#[test]
fn settings_are_fixed_once_opened() {
    let recorder = Arc::new(Recorder::default());
    let (mut connection, _peer) = client(ConnectionOptions::default(), &recorder);

    assert!(connection
        .set_max_frame_size(511)
        .unwrap_err()
        .is_runtime_failure());
    connection.set_max_frame_size(512).unwrap();
    assert!(connection
        .set_remote_idle_timeout_empty_frame_send_ratio(0.0)
        .is_err());
    connection
        .set_remote_idle_timeout_empty_frame_send_ratio(0.25)
        .unwrap();
    assert_eq!(connection.remote_idle_timeout_empty_frame_send_ratio(), 0.25);

    let mut properties = Value::map();
    properties
        .set_map_value(Symbol::from("product"), "amqp-core")
        .unwrap();
    connection.set_properties(&properties).unwrap();
    assert_eq!(connection.properties(), Some(properties.clone()));
    assert!(connection.set_properties(&Value::from(1u32)).is_err());

    connection.open().unwrap();
    connection.poll_at(Instant::now());
    assert!(connection
        .set_max_frame_size(1024)
        .unwrap_err()
        .is_runtime_failure());
    assert!(connection
        .set_max_channel(1)
        .unwrap_err()
        .is_runtime_failure());
    assert!(connection
        .set_idle_timeout(100)
        .unwrap_err()
        .is_runtime_failure());
    assert!(connection
        .set_properties(&properties)
        .unwrap_err()
        .is_runtime_failure());
    assert!(connection.apply_options().unwrap_err().is_runtime_failure());
    assert!(connection.open().unwrap_err().is_runtime_failure());

    connection.set_trace(true);
    assert!(connection.is_trace_enabled());
}

#[test]
fn peer_endpoint_is_offered_to_the_handler() {
    let recorder = Arc::new(Recorder::accepting());
    let (mut connection, peer) = client(ConnectionOptions::default(), &recorder);
    let now = Instant::now();
    open_client(&mut connection, &peer, Open::new("broker"), now);

    peer.push_performative(3, begin(None));
    connection.poll_at(now);
    assert_eq!(connection.state(), ConnectionState::Opened);

    let endpoint = recorder.endpoints.lock()[0];
    assert_eq!(connection.endpoint_incoming_channel(&endpoint), Some(3));
    let frame = connection.next_endpoint_frame(&endpoint).unwrap();
    assert!(matches!(
        Performative::try_from(frame.performative).unwrap(),
        Performative::Begin(Begin {
            remote_channel: None,
            ..
        })
    ));

    let reply = Value::from(&match begin(Some(3)) {
        Performative::Begin(begin) => begin,
        _ => unreachable!(),
    });
    connection
        .send_endpoint_frame(&endpoint, reply, Bytes::new())
        .unwrap();
    connection.poll_at(now);
    let frames = peer.take_frames();
    assert_eq!(frames[0].channel, endpoint.outgoing_channel());
    assert!(matches!(
        frames[0].performative(),
        Some(Performative::Begin(_))
    ));

    peer.push_performative(3, Performative::End(End { error: None }));
    connection.poll_at(now);
    assert!(connection.next_endpoint_frame(&endpoint).is_some());
    assert_eq!(connection.endpoint_incoming_channel(&endpoint), None);

    connection.destroy_endpoint(&endpoint).unwrap();
    assert!(connection
        .destroy_endpoint(&endpoint)
        .unwrap_err()
        .is_logic_error());
}

#[test]
fn rejected_endpoint_closes_the_connection() {
    let recorder = Arc::new(Recorder::default());
    let (mut connection, peer) = client(ConnectionOptions::default(), &recorder);
    let now = Instant::now();
    open_client(&mut connection, &peer, Open::new("broker"), now);

    peer.push_performative(1, begin(None));
    connection.poll_at(now);
    assert_eq!(recorder.endpoints.lock().len(), 1);
    assert_eq!(connection.state(), ConnectionState::Discarding);
    let error = close_error(&peer.take_performatives());
    assert_eq!(error.condition, AmqpError::NotAllowed.into());
    assert_eq!(recorder.new_states().last(), Some(&ConnectionState::Discarding));
}

#[test]
fn local_endpoint_is_bound_by_the_peer_answer() {
    let recorder = Arc::new(Recorder::default());
    let (mut connection, peer) = client(ConnectionOptions::default(), &recorder);
    let now = Instant::now();
    open_client(&mut connection, &peer, Open::new("broker"), now);

    let endpoint = connection.create_endpoint().unwrap();
    let other = connection.create_endpoint().unwrap();
    assert_ne!(endpoint.outgoing_channel(), other.outgoing_channel());

    peer.push_performative(7, begin(Some(other.outgoing_channel())));
    peer.push_frame(Frame::with_payload(
        7,
        Performative::Other(Value::composite_with_code(0x14, 0)),
        Bytes::from_static(b"payload"),
    ));
    connection.poll_at(now);
    assert!(recorder.endpoints.lock().is_empty());
    assert_eq!(connection.endpoint_incoming_channel(&other), Some(7));
    assert!(connection.next_endpoint_frame(&endpoint).is_none());

    connection.next_endpoint_frame(&other).unwrap();
    let transfer = connection.next_endpoint_frame(&other).unwrap();
    assert_eq!(&transfer.payload[..], b"payload");
}

#[test]
fn frame_on_unknown_channel_is_not_found() {
    let recorder = Arc::new(Recorder::default());
    let (mut connection, peer) = client(ConnectionOptions::default(), &recorder);
    let now = Instant::now();
    open_client(&mut connection, &peer, Open::new("broker"), now);

    peer.push_performative(4, Performative::End(End { error: None }));
    connection.poll_at(now);
    assert_eq!(connection.state(), ConnectionState::Discarding);
    let error = close_error(&peer.take_performatives());
    assert_eq!(error.condition, AmqpError::NotFound.into());

    // only the peer's close matters now
    peer.push_performative(4, Performative::End(End { error: None }));
    peer.push_performative(0, Performative::Close(Close::new(None)));
    connection.poll_at(now);
    assert_eq!(connection.state(), ConnectionState::End);
}

#[test]
fn endpoint_frames_cannot_carry_connection_performatives() {
    let recorder = Arc::new(Recorder::default());
    let (mut connection, peer) = client(ConnectionOptions::default(), &recorder);
    let now = Instant::now();
    open_client(&mut connection, &peer, Open::new("broker"), now);

    let endpoint = connection.create_endpoint().unwrap();
    let close = Value::from(&Close::new(None));
    assert!(connection
        .send_endpoint_frame(&endpoint, close, Bytes::new())
        .unwrap_err()
        .is_logic_error());
}

#[test]
fn io_error_is_reported() {
    let recorder = Arc::new(Recorder::default());
    let (mut connection, peer) = client(ConnectionOptions::default(), &recorder);
    let now = Instant::now();
    open_client(&mut connection, &peer, Open::new("broker"), now);

    peer.fail_io();
    connection.poll_at(now);
    assert_eq!(connection.state(), ConnectionState::Error);
    assert_eq!(*recorder.io_errors.lock(), 1);
    assert!(peer.is_closed());
}

#[test]
fn failed_transport_open_is_an_io_error() {
    let recorder = Arc::new(Recorder::default());
    let (mut connection, peer) = client(ConnectionOptions::default(), &recorder);
    peer.set_open_result(IoResult::Error);

    connection.open().unwrap();
    connection.poll_at(Instant::now());
    assert_eq!(connection.state(), ConnectionState::Error);
    assert_eq!(*recorder.io_errors.lock(), 1);
}
//! Types defined in AMQP 1.0 specification Part 2.8: Definitions

use amqp_value::{
    primitives::{OrderedMap, Symbol},
    Value,
};

/// 2.8.6 Milliseconds
pub type Milliseconds = u32;

/// 2.8.10 Sequence No
pub type SequenceNo = u32;

/// 2.8.11 Message Format
pub type MessageFormat = u32;

/// 2.8.13 Fields
pub type Fields = OrderedMap<Symbol, Value>;

/// 2.8.14 Error
mod error;
pub use error::Error;

mod error_cond;
pub use error_cond::ErrorCondition;

/// 2.8.15 AMQP Error
mod amqp_error;
pub use amqp_error::AmqpError;

/// 2.8.16 Connection Error
mod conn_error;
pub use conn_error::ConnectionError;

/// 2.8.19 Constant definition
mod constant_def;
pub use constant_def::{MAJOR, MINOR, MIN_MAX_FRAME_SIZE, PORT, REVISION, SECURE_PORT};

/// Encodes a [`Fields`] map as a generic map value
pub fn fields_to_value(fields: &Fields) -> Value {
    Value::Map(
        fields
            .iter()
            .map(|(key, value)| (Value::Symbol(key.clone()), value.clone()))
            .collect(),
    )
}

/// Reads a [`Fields`] map, whose keys must all be symbols
pub fn fields_from_value(value: &Value) -> Result<Fields, amqp_value::Error> {
    value
        .as_map()?
        .iter()
        .map(|(key, value)| Ok((key.as_symbol()?.clone(), value.clone())))
        .collect()
}
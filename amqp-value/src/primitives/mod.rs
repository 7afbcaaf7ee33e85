//! Wrappers for the AMQP primitive types that have no direct Rust counterpart

mod array;
mod map;
mod symbol;
mod timestamp;
mod uuid;

pub use self::array::Array;
pub use self::map::OrderedMap;
pub use self::symbol::Symbol;
pub use self::timestamp::Timestamp;
pub use self::uuid::{Uuid, UUID_WIDTH};

/// A sequence of octets.
///
/// encoding name = "vbin8", encoding code = 0xa0
/// category = variable, width = 1
/// label = "up to 2^8 - 1 octets of binary data"
///
/// encoding name = "vbin32", encoding code = 0xb0,
/// category = variable, width = 4,
/// label="up to 2^32 - 1 octets of binary data"
pub type Binary = serde_bytes::ByteBuf;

====

Exercise:
Count the lines in the records above that hold the word "octets", and give only that number.

Written solution:
3